--- Saved data entries ---
# # # #

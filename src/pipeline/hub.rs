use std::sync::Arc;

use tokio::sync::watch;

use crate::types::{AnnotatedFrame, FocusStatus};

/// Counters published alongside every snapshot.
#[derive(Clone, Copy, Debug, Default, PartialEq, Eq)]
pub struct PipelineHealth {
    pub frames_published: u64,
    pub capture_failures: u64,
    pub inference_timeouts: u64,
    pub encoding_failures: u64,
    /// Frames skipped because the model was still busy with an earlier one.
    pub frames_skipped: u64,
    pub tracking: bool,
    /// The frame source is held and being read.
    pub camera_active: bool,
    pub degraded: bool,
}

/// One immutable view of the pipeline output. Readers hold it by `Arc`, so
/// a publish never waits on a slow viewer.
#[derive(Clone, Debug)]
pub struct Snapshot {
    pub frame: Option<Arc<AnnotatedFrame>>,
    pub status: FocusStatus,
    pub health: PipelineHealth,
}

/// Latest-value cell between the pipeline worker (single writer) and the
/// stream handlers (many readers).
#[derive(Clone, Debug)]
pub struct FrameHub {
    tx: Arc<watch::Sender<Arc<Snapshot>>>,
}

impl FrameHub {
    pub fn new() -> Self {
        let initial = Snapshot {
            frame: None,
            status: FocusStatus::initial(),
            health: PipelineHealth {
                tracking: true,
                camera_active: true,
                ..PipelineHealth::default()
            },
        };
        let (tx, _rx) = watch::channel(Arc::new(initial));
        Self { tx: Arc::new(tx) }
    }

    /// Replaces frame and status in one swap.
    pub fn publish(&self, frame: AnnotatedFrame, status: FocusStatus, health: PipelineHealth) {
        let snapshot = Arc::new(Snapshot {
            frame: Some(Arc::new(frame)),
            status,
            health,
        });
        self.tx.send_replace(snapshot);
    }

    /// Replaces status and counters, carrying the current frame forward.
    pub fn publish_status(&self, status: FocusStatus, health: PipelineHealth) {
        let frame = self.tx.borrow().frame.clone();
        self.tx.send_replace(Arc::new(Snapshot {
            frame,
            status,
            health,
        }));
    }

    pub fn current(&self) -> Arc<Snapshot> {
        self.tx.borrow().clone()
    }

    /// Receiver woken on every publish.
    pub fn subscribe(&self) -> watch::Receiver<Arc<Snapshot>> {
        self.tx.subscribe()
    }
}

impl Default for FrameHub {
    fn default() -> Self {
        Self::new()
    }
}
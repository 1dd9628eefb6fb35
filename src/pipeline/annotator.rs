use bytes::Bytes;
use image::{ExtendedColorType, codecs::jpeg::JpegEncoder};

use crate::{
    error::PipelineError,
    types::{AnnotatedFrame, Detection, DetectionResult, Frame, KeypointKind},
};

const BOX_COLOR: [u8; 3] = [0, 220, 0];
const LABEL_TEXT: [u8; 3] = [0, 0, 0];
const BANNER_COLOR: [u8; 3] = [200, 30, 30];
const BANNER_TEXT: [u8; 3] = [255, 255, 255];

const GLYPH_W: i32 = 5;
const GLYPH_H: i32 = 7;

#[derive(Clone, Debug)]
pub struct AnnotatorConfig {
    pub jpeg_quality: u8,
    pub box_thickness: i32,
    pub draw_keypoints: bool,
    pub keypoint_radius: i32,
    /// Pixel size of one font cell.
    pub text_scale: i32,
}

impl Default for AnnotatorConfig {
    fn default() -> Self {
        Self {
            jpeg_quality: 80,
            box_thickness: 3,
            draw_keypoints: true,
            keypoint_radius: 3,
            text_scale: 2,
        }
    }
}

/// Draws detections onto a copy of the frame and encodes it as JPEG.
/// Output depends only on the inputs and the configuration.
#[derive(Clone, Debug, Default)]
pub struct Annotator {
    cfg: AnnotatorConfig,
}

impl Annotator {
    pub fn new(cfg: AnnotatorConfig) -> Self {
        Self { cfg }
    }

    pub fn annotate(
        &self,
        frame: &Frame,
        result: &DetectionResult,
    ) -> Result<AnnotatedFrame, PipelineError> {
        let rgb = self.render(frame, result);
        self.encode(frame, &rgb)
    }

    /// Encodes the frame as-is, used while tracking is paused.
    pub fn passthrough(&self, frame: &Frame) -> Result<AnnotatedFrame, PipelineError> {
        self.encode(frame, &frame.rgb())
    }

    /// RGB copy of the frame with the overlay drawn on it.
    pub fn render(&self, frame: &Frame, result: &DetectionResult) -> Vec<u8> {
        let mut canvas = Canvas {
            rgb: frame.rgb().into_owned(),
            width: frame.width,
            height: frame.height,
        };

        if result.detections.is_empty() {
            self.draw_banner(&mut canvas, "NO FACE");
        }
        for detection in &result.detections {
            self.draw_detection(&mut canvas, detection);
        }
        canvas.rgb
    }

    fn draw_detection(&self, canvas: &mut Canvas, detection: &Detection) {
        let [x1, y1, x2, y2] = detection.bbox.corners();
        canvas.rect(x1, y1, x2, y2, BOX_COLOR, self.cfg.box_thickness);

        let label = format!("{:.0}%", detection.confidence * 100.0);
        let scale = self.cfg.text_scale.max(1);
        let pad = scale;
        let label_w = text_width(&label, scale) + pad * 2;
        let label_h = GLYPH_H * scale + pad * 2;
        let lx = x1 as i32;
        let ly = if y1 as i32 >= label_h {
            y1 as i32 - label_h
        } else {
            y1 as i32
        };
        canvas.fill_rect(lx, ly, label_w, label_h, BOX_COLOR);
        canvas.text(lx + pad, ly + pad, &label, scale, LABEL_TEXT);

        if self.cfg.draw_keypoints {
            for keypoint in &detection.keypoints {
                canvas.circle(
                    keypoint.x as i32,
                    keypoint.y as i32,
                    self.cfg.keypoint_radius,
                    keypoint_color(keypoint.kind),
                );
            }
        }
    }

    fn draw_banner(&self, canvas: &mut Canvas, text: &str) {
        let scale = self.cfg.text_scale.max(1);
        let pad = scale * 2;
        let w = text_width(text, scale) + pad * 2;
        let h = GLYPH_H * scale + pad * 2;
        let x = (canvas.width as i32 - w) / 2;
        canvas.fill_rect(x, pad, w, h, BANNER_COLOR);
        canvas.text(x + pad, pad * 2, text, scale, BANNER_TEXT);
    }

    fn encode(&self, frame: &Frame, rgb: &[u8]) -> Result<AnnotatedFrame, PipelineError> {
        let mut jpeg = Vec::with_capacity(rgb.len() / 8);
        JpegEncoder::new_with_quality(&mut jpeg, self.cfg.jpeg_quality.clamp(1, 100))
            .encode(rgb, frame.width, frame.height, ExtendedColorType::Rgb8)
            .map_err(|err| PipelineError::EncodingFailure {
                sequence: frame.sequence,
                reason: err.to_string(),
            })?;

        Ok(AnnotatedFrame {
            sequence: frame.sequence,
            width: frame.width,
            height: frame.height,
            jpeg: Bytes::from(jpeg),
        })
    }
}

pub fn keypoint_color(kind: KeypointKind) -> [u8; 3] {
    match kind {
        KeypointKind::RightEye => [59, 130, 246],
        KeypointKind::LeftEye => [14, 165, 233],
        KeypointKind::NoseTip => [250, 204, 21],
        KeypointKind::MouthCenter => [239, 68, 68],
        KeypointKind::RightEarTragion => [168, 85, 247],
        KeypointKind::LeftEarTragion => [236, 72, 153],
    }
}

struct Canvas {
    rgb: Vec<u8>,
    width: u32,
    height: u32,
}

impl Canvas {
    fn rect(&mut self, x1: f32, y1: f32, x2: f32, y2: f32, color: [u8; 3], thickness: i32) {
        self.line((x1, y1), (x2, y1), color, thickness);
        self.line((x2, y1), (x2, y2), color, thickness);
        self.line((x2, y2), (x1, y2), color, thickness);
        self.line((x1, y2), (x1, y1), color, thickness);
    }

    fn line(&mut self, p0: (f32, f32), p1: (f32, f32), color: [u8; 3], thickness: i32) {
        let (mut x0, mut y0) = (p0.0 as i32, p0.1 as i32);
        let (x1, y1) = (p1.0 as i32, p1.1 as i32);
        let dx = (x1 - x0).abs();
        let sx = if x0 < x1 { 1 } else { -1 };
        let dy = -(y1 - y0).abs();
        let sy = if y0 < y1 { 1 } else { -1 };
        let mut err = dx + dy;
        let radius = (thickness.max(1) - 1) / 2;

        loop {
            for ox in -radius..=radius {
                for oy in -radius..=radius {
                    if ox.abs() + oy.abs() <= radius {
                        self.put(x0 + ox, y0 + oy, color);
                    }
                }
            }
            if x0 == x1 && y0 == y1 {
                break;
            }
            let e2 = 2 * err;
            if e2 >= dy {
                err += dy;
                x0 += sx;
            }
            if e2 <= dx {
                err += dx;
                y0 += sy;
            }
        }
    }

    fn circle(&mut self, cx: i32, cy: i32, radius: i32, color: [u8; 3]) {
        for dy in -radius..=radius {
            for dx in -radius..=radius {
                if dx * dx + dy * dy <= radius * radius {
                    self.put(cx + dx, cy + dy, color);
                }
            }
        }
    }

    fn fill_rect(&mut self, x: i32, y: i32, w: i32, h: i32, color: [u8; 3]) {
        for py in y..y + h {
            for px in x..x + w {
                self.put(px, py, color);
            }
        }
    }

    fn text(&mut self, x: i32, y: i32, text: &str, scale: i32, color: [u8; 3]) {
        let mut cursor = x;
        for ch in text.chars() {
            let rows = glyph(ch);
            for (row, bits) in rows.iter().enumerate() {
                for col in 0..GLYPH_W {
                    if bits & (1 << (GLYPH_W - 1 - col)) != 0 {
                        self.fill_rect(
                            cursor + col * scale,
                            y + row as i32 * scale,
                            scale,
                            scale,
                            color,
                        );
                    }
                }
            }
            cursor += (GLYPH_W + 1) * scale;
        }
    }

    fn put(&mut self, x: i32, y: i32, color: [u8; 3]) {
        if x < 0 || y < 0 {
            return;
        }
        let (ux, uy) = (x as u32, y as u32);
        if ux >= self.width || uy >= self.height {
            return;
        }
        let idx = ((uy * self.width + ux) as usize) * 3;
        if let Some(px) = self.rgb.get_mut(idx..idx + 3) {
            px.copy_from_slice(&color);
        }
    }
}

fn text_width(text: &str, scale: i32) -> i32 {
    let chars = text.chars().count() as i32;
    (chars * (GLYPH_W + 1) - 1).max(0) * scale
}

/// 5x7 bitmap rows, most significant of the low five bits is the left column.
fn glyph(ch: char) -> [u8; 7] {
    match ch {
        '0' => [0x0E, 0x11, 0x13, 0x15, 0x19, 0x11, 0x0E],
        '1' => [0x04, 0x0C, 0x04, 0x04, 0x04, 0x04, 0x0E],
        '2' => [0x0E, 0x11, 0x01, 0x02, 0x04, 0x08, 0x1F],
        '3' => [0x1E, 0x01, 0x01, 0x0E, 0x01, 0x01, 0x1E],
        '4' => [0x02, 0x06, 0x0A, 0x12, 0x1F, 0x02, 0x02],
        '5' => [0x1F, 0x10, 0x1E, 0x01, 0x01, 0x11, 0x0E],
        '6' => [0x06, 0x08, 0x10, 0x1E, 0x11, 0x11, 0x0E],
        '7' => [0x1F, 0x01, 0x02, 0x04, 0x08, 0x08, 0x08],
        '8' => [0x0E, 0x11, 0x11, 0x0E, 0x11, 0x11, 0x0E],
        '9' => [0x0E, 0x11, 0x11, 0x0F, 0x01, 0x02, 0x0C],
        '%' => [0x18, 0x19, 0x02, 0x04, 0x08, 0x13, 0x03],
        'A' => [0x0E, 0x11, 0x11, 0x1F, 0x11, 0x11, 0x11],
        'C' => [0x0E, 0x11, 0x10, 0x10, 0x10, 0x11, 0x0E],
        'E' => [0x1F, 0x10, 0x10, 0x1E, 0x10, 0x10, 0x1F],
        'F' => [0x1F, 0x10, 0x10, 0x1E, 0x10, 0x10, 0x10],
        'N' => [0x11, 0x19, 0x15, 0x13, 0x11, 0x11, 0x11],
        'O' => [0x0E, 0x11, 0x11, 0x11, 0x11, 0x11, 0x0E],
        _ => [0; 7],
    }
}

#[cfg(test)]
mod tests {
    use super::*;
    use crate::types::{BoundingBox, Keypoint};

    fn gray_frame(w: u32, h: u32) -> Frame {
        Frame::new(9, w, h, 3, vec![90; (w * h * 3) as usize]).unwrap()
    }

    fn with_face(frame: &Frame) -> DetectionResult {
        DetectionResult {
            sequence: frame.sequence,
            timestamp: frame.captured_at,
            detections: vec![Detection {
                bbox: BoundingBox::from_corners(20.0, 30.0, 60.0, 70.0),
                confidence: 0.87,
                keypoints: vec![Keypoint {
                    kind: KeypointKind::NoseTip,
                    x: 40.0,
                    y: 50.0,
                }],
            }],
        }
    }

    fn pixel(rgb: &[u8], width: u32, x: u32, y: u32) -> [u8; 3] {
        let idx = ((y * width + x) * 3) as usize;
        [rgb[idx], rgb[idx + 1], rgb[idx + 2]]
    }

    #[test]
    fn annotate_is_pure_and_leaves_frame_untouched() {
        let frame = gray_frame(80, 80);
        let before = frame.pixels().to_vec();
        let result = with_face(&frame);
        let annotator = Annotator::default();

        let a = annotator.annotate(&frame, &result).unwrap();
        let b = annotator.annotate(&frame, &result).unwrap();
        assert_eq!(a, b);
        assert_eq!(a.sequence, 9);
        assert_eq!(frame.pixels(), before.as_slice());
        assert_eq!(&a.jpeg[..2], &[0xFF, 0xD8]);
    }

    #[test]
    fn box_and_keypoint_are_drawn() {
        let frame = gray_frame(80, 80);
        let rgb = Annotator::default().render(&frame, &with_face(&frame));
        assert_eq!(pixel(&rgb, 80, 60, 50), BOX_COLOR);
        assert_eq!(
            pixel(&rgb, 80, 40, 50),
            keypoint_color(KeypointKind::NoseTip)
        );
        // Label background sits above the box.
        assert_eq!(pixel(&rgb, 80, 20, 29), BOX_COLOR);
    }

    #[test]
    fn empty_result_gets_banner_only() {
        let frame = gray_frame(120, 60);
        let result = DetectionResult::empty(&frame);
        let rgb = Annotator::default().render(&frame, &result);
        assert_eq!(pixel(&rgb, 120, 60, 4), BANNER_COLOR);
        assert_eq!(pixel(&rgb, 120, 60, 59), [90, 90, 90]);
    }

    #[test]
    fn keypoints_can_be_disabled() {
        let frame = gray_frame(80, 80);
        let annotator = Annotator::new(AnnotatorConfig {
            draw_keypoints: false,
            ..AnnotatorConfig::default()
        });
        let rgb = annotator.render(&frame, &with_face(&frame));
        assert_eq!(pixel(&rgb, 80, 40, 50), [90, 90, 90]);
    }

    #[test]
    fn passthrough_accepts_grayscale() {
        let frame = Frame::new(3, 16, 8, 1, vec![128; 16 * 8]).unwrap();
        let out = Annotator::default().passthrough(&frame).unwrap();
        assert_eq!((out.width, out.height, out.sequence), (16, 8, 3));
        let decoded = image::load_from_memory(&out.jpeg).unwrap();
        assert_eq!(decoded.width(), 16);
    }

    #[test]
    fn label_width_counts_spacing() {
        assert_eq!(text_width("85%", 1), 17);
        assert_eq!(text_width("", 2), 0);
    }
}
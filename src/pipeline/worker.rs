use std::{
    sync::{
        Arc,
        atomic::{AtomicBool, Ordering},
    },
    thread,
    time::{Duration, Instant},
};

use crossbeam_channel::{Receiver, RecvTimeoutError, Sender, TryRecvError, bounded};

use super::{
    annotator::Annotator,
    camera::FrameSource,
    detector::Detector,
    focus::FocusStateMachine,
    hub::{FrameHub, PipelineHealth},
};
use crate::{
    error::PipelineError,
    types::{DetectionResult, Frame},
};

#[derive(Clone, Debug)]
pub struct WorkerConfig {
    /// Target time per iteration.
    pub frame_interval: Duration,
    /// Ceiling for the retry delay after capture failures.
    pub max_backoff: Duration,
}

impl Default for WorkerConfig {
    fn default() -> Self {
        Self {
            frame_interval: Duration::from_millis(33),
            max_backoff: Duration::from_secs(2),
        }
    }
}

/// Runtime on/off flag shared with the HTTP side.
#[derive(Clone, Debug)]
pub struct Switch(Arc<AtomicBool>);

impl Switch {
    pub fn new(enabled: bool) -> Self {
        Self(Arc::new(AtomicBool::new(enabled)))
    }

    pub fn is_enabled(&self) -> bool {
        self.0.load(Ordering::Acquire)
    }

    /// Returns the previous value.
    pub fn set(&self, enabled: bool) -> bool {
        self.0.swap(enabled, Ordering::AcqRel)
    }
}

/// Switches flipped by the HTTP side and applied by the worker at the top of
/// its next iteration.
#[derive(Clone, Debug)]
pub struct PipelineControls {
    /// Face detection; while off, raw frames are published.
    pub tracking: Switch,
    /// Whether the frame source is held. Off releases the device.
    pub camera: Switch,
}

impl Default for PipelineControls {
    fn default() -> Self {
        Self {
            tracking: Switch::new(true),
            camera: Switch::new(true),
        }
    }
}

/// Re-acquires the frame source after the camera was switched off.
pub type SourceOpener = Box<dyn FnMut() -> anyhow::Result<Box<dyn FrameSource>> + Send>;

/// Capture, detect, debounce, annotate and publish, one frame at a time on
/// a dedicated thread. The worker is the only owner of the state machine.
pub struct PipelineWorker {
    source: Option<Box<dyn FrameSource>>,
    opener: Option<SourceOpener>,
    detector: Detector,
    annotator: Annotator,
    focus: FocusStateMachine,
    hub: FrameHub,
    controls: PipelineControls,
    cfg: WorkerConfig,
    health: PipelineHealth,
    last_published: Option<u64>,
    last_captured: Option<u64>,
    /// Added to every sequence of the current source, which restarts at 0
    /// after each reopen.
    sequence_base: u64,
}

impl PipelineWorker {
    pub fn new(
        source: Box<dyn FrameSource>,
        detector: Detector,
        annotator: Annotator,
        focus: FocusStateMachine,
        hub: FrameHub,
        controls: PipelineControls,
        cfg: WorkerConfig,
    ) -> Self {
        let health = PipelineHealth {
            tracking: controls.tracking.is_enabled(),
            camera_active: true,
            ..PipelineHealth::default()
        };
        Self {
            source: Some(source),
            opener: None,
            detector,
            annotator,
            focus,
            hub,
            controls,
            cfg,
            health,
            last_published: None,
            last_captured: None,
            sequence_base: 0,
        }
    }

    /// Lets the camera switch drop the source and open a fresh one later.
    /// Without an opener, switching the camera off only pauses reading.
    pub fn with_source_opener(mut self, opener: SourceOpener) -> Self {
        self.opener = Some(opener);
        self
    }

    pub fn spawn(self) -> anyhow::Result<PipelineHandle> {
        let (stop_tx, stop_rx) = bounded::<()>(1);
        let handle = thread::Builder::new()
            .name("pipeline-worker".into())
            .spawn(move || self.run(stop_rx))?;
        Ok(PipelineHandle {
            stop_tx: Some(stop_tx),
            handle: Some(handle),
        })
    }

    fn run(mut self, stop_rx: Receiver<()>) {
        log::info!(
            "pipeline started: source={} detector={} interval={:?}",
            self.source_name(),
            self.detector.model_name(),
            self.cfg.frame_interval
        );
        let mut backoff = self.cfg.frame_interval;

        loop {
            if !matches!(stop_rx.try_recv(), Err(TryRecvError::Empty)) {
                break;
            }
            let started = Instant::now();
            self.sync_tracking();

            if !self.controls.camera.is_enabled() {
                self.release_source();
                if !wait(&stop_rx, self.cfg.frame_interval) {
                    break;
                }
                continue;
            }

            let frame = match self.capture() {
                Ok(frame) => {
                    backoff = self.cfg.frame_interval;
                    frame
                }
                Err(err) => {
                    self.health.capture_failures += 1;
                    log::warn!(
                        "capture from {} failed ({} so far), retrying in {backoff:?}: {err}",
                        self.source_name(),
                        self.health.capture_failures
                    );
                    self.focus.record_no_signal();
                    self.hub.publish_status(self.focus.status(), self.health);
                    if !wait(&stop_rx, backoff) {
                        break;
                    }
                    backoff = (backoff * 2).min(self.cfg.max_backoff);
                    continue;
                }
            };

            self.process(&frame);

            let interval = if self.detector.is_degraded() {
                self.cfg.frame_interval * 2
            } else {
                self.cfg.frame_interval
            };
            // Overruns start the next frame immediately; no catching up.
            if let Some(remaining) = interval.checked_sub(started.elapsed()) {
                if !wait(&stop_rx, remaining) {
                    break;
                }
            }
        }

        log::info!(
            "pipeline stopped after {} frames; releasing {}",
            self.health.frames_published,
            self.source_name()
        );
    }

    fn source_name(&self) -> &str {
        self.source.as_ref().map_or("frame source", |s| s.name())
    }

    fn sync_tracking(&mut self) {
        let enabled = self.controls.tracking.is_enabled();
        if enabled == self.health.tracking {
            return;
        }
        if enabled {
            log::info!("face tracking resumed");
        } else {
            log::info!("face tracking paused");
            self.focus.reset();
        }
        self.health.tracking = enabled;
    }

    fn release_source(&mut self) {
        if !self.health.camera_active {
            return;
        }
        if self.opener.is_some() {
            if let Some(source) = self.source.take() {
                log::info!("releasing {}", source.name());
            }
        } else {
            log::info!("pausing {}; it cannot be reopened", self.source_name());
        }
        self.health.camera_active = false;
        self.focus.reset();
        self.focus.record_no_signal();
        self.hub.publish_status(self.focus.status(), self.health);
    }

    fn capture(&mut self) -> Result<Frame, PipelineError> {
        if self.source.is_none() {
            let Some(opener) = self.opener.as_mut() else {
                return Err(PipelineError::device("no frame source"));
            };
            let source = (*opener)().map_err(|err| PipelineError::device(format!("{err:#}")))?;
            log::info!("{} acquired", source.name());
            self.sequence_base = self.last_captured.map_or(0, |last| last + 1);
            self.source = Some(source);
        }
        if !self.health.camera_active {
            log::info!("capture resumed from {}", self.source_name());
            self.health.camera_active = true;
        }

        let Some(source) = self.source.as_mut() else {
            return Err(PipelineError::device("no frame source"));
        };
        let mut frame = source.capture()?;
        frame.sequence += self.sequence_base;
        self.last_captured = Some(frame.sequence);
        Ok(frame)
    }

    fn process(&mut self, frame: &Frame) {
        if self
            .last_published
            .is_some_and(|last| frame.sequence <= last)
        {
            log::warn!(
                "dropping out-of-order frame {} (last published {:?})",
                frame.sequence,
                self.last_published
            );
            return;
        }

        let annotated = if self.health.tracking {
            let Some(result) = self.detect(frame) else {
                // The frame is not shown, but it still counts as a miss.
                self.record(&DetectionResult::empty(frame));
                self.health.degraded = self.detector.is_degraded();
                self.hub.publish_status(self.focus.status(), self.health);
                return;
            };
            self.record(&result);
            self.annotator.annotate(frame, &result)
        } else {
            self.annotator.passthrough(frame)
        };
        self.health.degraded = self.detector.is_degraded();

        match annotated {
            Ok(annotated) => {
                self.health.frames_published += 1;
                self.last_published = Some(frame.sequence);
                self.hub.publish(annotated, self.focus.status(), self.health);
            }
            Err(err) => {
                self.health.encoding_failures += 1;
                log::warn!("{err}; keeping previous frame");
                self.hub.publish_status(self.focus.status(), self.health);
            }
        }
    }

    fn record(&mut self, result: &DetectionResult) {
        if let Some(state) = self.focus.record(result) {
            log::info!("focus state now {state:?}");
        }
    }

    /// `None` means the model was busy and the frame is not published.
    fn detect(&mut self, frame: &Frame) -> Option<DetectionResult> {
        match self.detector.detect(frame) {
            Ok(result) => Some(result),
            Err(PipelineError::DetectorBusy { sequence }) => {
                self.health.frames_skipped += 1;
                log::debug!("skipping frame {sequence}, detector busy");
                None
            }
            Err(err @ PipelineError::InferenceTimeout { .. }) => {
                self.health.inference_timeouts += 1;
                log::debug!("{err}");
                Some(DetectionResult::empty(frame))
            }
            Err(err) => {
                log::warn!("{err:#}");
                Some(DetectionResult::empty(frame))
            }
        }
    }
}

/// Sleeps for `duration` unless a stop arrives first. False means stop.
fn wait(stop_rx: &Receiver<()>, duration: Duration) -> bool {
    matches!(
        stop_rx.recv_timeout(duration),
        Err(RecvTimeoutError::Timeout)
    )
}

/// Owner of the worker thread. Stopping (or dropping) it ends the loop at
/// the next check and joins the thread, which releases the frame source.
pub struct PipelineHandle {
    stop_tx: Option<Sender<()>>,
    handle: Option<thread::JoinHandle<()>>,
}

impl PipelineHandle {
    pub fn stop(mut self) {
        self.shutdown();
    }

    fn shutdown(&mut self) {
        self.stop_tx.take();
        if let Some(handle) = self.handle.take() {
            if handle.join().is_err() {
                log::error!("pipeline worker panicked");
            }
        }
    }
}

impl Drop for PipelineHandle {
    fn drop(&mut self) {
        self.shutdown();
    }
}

# # # #

--- PROBLEM DETAILS ---
Please work out how many lines above carry "NoseTip", writing only the result.

--- SOLUTION TO THIS EXERCISE ---
3